Platelet-Rich Plasma
Platelets are anucleate cells generated by fragmentation of megakaryocytes in the bone marrow. These cells are actively involved in the hemostatic process after releasing biologically active molecules (cytokines). Because of the platelets’ higher capacity to produce and release these factors, autologous platelet-rich plasma (PRP) has been used to treat chronic wounds. Therefore, PRP can be used as autologous therapy for regenerative purposes, for example, chondrogenic differentiation, wound healing, fat grafting, AGA, alopecia areata, facial scars, and dermal volume augmentation. PRP contains human platelets in a small volume that is five to seven times higher than in normal blood and it has been proven to be beneficial to treat AGA. The factors released by these platelets after their activation, such as PDGFs (PDGFaa, PDGFbb, PDGFab), TGF-ß1, TGF-ß2, EGF, VEGF, and FGF, promote proliferation of DPCs and, therefore, may be beneficial for AGA treatment. Clinical experiments indicate that patients with AGA treated with autologous PRP show improved hair count and thickness.

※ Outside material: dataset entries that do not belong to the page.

//! Single-writer settings store with change subscribers.
//!
//! Every mutation goes through [`SettingsStore::set_state`] or
//! [`SettingsStore::update`]; subscribers (persistence, command registration)
//! receive a snapshot of the new state after the write lock is released.

use std::sync::Arc;
use std::sync::atomic::{AtomicU64, Ordering};

use anyhow::Result;
use parking_lot::{Mutex, RwLock};

use crate::domain::errors::ChoiceError;
use crate::domain::model::{Choice, Settings};
use crate::domain::tree;
use crate::infra::settings_file::SettingsFile;

type Listener = Arc<dyn Fn(&Settings) + Send + Sync>;

/// Handle returned by [`SettingsStore::subscribe`].
#[derive(Debug, Clone, Copy, PartialEq, Eq)]
pub struct SubscriptionId(u64);

pub struct SettingsStore {
    state: RwLock<Settings>,
    listeners: Mutex<Vec<(SubscriptionId, Listener)>>,
    next_id: AtomicU64,
}

impl SettingsStore {
    pub fn new(initial: Settings) -> Self {
        Self {
            state: RwLock::new(initial),
            listeners: Mutex::new(Vec::new()),
            next_id: AtomicU64::new(0),
        }
    }

    /// Snapshot of the current settings.
    pub fn get_state(&self) -> Settings {
        self.state.read().clone()
    }

    /// Borrow the current settings without cloning them.
    pub fn read<R>(&self, f: impl FnOnce(&Settings) -> R) -> R {
        f(&self.state.read())
    }

    /// Apply `mutate` and notify subscribers. Rejected, leaving the settings untouched, when the
    /// result would repeat a choice id.
    pub fn set_state(&self, mutate: impl FnOnce(&mut Settings)) -> Result<()> {
        self.update(|settings| {
            mutate(settings);
            Ok(())
        })
    }

    /// Apply a fallible mutation. Subscribers only hear about it when it succeeds; on error the
    /// settings are left exactly as they were. Every committed state has unique choice ids.
    pub fn update<R>(&self, mutate: impl FnOnce(&mut Settings) -> Result<R>) -> Result<R> {
        let (result, snapshot) = {
            let mut state = self.state.write();
            let mut draft = state.clone();
            let result = mutate(&mut draft)?;
            tree::validate_unique_ids(&draft.choices)?;
            *state = draft;
            (result, state.clone())
        };
        self.notify(&snapshot);
        Ok(result)
    }

    pub fn subscribe(&self, listener: impl Fn(&Settings) + Send + Sync + 'static) -> SubscriptionId {
        let id = SubscriptionId(self.next_id.fetch_add(1, Ordering::Relaxed));
        self.listeners.lock().push((id, Arc::new(listener)));
        id
    }

    pub fn unsubscribe(&self, id: SubscriptionId) -> bool {
        let mut listeners = self.listeners.lock();
        let before = listeners.len();
        listeners.retain(|(existing, _)| *existing != id);
        listeners.len() != before
    }

    /// Persist every future state change to `file`. Write failures are logged, not raised.
    pub fn persist_to(&self, file: SettingsFile) -> SubscriptionId {
        self.subscribe(move |settings| {
            if let Err(err) = file.save(settings) {
                tracing::error!(error = %err, path = %file.path().display(), "failed to persist settings");
            }
        })
    }

    /// Add a choice at the root or under a `Multi` container.
    pub fn add_choice(&self, parent: Option<&str>, choice: Choice) -> Result<()> {
        self.update(|settings| {
            tree::insert_choice(&mut settings.choices, parent, choice)?;
            Ok(())
        })
    }

    /// Delete a choice (and its subtree) wherever it sits in the tree.
    pub fn delete_choice(&self, id: &str) -> Result<Choice> {
        self.update(|settings| Ok(tree::remove_choice(&mut settings.choices, id)?))
    }

    /// Rename a choice or toggle its command flag; the variant itself cannot change.
    pub fn edit_choice(&self, id: &str, edit: impl FnOnce(&mut Choice)) -> Result<()> {
        self.update(|settings| {
            let choice = tree::find_choice_mut(&mut settings.choices, tree::ChoiceLookup::Id(id))?;
            let id_before = choice.id().to_string();
            let kind_before = std::mem::discriminant(choice.kind());
            edit(choice);
            if choice.id() != id_before {
                return Err(ChoiceError::invalid("choice ids are immutable").into());
            }
            if std::mem::discriminant(choice.kind()) != kind_before {
                return Err(ChoiceError::invalid("choice types are immutable").into());
            }
            Ok(())
        })
    }

    fn notify(&self, snapshot: &Settings) {
        let listeners: Vec<Listener> = self
            .listeners
            .lock()
            .iter()
            .map(|(_, listener)| Arc::clone(listener))
            .collect();
        for listener in listeners {
            listener(snapshot);
        }
    }
}

impl Default for SettingsStore {
    fn default() -> Self {
        Self::new(Settings::default())
    }
}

In Search of Novel Therapies
In this paper, we reviewed and discussed the use of therapeutic agents for hair regeneration and the knowledge to promote the development of new therapies for AGA based on the advances in regenerative medicine. The HF is a complex structure that grows when adequate signaling is provided to the HFSCs. These cells are located in the follicle bulge and receive signals from MSCs located in the dermis that are called DPCs. The secretory phenotype of DPCs is determined by local and circulatory signals or hormones. Recent discoveries have demonstrated that SCs in culture are able to activate DPCs and HFSCs and, in this way, promote hair growth. The study of these cellular signals can provide the necessary knowledge for developing more effective therapeutic agents for the treatment of AGA with minimal side effects. Therefore, advancements in the field of regenerative medicine may generate novel therapeutic alternatives. However, further research and clinical studies are needed to evaluate their efficacy.
Disclosure
The authors report no conflicts of interest in this work.